> **Records contained in a dataset**
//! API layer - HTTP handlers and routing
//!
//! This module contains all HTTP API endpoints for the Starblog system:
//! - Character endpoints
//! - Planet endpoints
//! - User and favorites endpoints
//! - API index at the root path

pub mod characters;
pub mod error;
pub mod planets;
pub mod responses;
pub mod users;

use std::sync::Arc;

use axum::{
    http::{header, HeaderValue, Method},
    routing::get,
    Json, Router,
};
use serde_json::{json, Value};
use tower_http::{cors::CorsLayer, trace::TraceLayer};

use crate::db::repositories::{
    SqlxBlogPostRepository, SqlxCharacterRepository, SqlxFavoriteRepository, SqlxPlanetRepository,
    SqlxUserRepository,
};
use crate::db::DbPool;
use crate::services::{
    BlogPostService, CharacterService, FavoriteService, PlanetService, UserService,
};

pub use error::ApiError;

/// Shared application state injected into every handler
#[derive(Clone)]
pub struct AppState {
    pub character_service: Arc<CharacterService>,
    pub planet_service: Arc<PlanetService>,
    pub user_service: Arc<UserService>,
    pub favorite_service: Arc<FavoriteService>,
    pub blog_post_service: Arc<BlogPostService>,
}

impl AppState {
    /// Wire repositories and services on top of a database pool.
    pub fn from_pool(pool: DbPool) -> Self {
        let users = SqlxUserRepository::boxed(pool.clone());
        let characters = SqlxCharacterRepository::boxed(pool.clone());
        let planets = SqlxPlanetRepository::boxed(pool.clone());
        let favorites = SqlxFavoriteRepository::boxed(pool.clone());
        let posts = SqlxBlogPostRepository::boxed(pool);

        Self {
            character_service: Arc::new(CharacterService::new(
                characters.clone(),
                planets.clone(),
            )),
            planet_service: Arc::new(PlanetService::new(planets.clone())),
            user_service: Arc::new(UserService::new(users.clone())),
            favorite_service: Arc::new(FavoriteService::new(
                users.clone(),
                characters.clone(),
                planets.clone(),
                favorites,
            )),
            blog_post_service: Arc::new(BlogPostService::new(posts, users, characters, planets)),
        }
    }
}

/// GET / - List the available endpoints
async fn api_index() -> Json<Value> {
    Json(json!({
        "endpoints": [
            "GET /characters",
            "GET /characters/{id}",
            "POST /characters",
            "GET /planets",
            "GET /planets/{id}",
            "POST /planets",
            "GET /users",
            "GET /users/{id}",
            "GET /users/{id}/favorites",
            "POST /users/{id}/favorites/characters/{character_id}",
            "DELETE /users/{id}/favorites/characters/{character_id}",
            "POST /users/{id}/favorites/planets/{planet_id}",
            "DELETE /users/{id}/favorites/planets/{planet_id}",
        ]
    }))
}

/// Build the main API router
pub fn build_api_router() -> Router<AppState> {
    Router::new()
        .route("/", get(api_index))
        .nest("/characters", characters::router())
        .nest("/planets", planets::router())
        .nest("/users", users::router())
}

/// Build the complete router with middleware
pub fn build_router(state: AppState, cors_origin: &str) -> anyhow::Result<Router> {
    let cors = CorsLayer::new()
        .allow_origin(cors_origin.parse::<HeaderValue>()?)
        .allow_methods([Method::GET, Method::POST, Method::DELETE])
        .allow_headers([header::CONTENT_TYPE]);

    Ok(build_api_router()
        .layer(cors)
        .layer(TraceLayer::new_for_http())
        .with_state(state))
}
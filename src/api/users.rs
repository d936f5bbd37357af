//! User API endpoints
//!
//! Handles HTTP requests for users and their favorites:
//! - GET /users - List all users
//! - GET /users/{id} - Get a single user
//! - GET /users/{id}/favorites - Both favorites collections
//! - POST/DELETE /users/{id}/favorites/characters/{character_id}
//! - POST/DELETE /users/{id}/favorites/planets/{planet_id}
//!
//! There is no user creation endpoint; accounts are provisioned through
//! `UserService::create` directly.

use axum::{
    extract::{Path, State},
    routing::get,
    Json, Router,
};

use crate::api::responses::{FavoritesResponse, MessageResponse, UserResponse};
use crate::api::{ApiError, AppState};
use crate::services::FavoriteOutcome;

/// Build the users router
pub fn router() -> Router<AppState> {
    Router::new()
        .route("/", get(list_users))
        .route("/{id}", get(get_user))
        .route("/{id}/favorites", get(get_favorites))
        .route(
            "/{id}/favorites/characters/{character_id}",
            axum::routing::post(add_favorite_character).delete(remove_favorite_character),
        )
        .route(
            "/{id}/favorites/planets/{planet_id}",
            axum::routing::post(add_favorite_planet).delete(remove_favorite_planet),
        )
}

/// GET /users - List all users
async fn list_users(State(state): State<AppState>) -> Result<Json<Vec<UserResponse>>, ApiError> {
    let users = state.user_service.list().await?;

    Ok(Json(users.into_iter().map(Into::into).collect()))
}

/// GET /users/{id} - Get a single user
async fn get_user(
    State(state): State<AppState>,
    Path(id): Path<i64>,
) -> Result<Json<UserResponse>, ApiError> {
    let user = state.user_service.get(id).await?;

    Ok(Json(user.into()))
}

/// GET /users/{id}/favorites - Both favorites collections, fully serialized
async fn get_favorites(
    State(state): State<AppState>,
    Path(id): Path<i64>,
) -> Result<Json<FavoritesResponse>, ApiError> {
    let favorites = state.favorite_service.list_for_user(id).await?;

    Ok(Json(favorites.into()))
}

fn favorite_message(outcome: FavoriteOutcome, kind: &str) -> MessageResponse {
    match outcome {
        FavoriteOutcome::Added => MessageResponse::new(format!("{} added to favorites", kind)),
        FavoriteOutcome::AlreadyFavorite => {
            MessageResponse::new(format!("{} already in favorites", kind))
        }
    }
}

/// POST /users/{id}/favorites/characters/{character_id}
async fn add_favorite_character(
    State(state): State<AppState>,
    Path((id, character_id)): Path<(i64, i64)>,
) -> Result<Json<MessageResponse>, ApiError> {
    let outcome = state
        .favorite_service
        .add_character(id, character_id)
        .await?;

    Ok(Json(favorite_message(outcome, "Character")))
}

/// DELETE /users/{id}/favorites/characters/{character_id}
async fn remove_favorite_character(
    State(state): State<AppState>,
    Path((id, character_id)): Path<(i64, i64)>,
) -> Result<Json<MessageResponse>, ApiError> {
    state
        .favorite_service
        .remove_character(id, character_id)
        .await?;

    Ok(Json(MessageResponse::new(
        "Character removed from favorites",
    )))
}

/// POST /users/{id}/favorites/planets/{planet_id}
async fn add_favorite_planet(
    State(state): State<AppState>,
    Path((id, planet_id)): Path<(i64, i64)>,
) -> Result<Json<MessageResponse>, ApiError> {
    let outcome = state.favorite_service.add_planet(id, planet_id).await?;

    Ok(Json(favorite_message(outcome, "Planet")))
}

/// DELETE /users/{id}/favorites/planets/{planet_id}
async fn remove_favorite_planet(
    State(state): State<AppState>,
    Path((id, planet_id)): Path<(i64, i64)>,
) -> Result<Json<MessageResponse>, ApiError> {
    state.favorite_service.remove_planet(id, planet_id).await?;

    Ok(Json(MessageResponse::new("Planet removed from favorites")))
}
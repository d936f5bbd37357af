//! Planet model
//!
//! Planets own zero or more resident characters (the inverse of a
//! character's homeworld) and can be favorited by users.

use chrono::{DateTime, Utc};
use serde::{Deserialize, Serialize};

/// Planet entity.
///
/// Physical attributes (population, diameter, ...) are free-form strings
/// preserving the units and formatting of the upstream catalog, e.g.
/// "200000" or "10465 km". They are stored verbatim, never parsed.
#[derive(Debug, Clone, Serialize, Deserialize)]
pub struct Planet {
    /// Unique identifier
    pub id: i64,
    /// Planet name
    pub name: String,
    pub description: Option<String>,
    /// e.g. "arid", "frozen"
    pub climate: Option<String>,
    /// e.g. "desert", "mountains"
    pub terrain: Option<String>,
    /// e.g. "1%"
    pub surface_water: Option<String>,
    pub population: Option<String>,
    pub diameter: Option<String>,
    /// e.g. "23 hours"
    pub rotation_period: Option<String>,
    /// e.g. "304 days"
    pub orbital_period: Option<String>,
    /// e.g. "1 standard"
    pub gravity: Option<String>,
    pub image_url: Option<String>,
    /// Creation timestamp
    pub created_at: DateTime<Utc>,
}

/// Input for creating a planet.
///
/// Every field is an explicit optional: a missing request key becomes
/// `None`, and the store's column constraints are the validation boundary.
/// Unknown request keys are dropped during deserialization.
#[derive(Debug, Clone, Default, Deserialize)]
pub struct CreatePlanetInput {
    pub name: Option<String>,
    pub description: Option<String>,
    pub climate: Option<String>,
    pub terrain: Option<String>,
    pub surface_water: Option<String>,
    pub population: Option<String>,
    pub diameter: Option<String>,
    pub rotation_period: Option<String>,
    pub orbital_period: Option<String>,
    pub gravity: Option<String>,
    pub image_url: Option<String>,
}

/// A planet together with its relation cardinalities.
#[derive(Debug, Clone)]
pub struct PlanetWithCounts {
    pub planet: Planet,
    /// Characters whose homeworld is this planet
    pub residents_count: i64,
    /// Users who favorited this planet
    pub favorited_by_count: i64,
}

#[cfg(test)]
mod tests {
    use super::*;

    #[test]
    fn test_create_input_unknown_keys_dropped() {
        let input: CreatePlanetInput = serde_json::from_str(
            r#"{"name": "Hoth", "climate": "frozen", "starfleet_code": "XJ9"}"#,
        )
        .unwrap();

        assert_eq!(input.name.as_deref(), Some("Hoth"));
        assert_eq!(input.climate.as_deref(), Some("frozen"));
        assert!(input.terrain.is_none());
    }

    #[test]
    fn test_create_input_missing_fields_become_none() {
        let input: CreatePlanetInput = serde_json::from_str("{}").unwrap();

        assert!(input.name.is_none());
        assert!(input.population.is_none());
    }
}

--

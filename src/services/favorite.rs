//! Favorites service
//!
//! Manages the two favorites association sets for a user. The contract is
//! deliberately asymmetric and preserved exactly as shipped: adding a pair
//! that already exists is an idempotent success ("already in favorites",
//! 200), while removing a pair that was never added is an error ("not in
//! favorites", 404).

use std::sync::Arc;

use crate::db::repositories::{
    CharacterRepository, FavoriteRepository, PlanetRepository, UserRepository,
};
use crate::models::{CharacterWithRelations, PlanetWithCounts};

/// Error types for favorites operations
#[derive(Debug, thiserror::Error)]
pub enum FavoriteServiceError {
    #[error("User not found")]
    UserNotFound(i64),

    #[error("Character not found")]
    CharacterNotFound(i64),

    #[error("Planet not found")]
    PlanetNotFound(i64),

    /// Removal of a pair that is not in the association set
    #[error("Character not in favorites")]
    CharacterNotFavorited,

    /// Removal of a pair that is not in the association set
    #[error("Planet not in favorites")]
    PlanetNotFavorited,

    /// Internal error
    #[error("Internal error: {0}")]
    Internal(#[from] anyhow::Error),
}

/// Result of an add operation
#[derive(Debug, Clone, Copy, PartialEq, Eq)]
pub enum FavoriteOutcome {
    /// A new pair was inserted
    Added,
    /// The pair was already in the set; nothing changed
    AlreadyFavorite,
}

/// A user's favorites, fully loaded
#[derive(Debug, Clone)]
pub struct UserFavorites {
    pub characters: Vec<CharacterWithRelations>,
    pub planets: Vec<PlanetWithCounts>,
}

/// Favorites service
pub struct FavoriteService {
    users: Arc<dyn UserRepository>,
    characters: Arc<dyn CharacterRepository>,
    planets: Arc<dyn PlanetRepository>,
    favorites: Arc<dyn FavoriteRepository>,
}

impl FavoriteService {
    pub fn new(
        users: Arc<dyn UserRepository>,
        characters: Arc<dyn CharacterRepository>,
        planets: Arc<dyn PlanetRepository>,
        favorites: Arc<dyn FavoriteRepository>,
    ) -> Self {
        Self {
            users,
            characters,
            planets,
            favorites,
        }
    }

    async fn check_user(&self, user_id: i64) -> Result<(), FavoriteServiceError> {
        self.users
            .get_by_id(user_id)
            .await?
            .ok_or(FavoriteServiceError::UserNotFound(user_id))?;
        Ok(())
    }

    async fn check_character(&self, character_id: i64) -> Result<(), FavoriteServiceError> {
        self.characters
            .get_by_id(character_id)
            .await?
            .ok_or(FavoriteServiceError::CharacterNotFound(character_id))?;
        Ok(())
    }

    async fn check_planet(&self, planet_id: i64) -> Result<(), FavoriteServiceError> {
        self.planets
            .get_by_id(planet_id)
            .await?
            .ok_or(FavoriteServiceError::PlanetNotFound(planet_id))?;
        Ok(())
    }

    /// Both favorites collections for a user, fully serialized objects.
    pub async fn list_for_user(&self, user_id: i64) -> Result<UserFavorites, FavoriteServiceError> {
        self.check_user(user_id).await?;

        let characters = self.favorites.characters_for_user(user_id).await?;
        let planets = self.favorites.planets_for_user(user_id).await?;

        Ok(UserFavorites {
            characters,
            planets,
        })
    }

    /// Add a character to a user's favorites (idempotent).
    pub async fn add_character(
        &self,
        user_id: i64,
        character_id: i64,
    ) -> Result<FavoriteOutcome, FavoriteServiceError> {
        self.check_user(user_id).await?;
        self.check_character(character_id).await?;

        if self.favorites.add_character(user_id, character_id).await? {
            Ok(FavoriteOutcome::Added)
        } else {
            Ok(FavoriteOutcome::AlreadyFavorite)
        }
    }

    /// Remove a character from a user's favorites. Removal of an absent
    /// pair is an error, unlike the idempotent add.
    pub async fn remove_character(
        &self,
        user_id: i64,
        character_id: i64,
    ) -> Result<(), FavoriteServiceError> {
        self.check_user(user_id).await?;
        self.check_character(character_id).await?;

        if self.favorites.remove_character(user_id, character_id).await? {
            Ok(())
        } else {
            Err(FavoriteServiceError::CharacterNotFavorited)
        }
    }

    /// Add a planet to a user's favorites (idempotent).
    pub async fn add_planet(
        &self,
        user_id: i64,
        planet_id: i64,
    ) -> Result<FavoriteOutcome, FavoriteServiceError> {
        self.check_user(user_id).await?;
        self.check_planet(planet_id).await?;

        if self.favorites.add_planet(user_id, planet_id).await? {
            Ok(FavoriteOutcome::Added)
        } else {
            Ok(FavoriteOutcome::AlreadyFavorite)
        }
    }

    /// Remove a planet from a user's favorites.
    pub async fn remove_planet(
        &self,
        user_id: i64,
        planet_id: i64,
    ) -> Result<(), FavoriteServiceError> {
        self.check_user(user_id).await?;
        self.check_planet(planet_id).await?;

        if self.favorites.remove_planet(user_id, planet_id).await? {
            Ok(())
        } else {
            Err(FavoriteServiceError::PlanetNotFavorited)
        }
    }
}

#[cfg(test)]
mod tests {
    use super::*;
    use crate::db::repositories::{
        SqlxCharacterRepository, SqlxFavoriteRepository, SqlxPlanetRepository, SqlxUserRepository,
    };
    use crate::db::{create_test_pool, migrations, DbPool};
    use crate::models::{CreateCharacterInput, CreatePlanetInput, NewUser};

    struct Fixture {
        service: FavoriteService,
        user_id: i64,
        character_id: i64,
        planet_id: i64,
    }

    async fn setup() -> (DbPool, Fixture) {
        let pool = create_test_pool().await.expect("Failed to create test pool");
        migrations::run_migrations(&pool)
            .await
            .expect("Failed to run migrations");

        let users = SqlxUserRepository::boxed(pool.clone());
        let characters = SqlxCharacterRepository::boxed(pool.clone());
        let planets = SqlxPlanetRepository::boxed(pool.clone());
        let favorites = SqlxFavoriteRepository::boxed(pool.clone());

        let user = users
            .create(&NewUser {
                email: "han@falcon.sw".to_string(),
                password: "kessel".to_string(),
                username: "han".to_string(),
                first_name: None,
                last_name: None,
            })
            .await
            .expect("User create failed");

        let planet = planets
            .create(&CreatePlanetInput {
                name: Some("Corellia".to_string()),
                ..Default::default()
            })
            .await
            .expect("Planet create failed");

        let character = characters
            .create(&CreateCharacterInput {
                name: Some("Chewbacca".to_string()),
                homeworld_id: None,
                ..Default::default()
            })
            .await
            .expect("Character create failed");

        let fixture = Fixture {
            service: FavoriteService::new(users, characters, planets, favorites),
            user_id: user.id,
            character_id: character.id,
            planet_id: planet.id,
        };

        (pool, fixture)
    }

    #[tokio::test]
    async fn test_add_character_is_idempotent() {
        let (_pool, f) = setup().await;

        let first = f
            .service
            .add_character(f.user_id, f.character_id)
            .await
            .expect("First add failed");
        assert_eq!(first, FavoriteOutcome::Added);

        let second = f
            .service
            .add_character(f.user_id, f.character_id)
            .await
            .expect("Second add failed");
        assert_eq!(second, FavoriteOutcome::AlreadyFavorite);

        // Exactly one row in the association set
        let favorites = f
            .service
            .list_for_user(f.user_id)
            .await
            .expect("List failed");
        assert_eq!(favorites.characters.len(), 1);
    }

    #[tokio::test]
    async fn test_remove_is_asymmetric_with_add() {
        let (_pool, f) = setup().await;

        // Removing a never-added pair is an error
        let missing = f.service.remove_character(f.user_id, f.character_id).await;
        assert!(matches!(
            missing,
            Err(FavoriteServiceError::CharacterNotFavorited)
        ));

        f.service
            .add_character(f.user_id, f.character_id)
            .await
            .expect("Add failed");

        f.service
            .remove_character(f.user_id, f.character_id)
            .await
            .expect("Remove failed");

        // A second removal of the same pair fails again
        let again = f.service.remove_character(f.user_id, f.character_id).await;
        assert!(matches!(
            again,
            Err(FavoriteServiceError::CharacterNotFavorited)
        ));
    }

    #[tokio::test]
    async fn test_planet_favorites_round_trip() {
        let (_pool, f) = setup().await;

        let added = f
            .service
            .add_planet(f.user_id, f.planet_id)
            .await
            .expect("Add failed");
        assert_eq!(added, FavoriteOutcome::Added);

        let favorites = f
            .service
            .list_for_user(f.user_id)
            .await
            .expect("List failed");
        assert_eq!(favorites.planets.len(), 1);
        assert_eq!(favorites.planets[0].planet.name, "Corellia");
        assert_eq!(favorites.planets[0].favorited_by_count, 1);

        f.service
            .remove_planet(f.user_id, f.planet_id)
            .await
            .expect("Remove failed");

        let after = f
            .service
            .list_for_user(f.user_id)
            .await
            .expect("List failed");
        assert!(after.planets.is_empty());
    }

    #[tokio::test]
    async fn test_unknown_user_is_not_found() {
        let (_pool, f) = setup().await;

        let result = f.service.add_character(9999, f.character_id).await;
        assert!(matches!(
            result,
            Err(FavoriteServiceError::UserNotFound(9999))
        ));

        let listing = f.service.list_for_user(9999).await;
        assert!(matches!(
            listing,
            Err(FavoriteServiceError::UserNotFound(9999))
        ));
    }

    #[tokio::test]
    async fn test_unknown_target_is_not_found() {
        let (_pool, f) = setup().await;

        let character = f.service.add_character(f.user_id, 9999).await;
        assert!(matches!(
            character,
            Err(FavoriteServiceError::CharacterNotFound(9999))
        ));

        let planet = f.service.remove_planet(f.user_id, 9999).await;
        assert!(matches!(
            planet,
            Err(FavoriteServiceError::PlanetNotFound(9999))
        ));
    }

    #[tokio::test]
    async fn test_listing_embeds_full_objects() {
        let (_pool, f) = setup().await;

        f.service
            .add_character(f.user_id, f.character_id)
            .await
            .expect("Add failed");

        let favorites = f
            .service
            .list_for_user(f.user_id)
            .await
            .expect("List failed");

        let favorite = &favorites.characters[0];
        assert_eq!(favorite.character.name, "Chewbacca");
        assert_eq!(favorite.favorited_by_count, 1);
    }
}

...

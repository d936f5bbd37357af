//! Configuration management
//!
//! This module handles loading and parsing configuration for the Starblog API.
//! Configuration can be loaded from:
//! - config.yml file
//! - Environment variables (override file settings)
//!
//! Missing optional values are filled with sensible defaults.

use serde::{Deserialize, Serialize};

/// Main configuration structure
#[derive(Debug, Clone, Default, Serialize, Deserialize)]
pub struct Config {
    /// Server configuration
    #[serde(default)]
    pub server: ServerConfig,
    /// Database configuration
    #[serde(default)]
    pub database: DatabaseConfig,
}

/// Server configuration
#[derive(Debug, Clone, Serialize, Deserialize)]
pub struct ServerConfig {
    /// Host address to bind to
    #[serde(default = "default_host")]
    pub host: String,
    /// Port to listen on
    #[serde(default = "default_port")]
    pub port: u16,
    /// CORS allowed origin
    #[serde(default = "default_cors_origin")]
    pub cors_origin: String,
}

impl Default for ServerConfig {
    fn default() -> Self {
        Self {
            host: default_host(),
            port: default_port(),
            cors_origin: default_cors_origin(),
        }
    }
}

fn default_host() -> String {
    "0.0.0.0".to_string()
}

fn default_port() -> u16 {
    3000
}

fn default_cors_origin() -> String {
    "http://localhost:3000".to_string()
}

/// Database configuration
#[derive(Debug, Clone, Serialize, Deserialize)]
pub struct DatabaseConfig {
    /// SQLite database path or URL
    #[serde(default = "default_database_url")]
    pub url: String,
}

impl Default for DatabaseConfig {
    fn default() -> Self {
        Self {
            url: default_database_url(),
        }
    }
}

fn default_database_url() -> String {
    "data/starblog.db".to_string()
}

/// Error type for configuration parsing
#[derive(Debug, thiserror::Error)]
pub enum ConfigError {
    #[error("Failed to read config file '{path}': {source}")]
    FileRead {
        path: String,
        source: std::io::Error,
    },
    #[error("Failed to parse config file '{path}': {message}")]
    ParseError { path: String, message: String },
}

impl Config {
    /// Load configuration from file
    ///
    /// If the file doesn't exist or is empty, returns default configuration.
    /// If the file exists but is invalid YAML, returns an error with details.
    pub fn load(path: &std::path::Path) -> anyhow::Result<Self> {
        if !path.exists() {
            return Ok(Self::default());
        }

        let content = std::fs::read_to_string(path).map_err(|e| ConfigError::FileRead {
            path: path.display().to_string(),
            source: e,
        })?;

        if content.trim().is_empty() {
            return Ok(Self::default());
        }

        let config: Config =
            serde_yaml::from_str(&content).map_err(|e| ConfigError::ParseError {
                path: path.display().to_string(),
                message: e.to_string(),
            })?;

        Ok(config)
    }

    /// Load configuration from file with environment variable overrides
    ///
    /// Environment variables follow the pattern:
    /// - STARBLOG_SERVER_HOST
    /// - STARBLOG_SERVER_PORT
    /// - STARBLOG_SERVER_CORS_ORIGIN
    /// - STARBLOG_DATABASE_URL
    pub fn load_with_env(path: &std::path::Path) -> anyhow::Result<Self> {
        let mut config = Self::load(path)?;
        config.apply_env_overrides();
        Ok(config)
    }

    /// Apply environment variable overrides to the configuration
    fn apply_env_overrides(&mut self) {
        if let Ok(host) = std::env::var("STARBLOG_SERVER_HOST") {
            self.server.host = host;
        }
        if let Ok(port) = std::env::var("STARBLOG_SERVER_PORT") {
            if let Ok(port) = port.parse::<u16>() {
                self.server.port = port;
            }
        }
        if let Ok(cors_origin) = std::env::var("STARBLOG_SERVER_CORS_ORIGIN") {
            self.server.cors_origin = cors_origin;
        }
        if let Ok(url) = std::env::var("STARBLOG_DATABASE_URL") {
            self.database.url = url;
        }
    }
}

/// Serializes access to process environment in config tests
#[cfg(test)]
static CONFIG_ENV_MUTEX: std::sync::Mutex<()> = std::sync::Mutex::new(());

> **PROBLEM STATEMENT**
Look above for the line holding "handlers and routing" and the line holding "pub struct AppState", then output exactly those two lines and every line between them, nothing more.

> **ANSWER SPACE**
//! API layer - HTTP handlers and routing
//!
//! This module contains all HTTP API endpoints for the Starblog system:
//! - Character endpoints
//! - Planet endpoints
//! - User and favorites endpoints
//! - API index at the root path

pub mod characters;
pub mod error;
pub mod planets;
pub mod responses;
pub mod users;

use std::sync::Arc;

use axum::{
    http::{header, HeaderValue, Method},
    routing::get,
    Json, Router,
};
use serde_json::{json, Value};
use tower_http::{cors::CorsLayer, trace::TraceLayer};

use crate::db::repositories::{
    SqlxBlogPostRepository, SqlxCharacterRepository, SqlxFavoriteRepository, SqlxPlanetRepository,
    SqlxUserRepository,
};
use crate::db::DbPool;
use crate::services::{
    BlogPostService, CharacterService, FavoriteService, PlanetService, UserService,
};

pub use error::ApiError;

/// Shared application state injected into every handler
#[derive(Clone)]
pub struct AppState {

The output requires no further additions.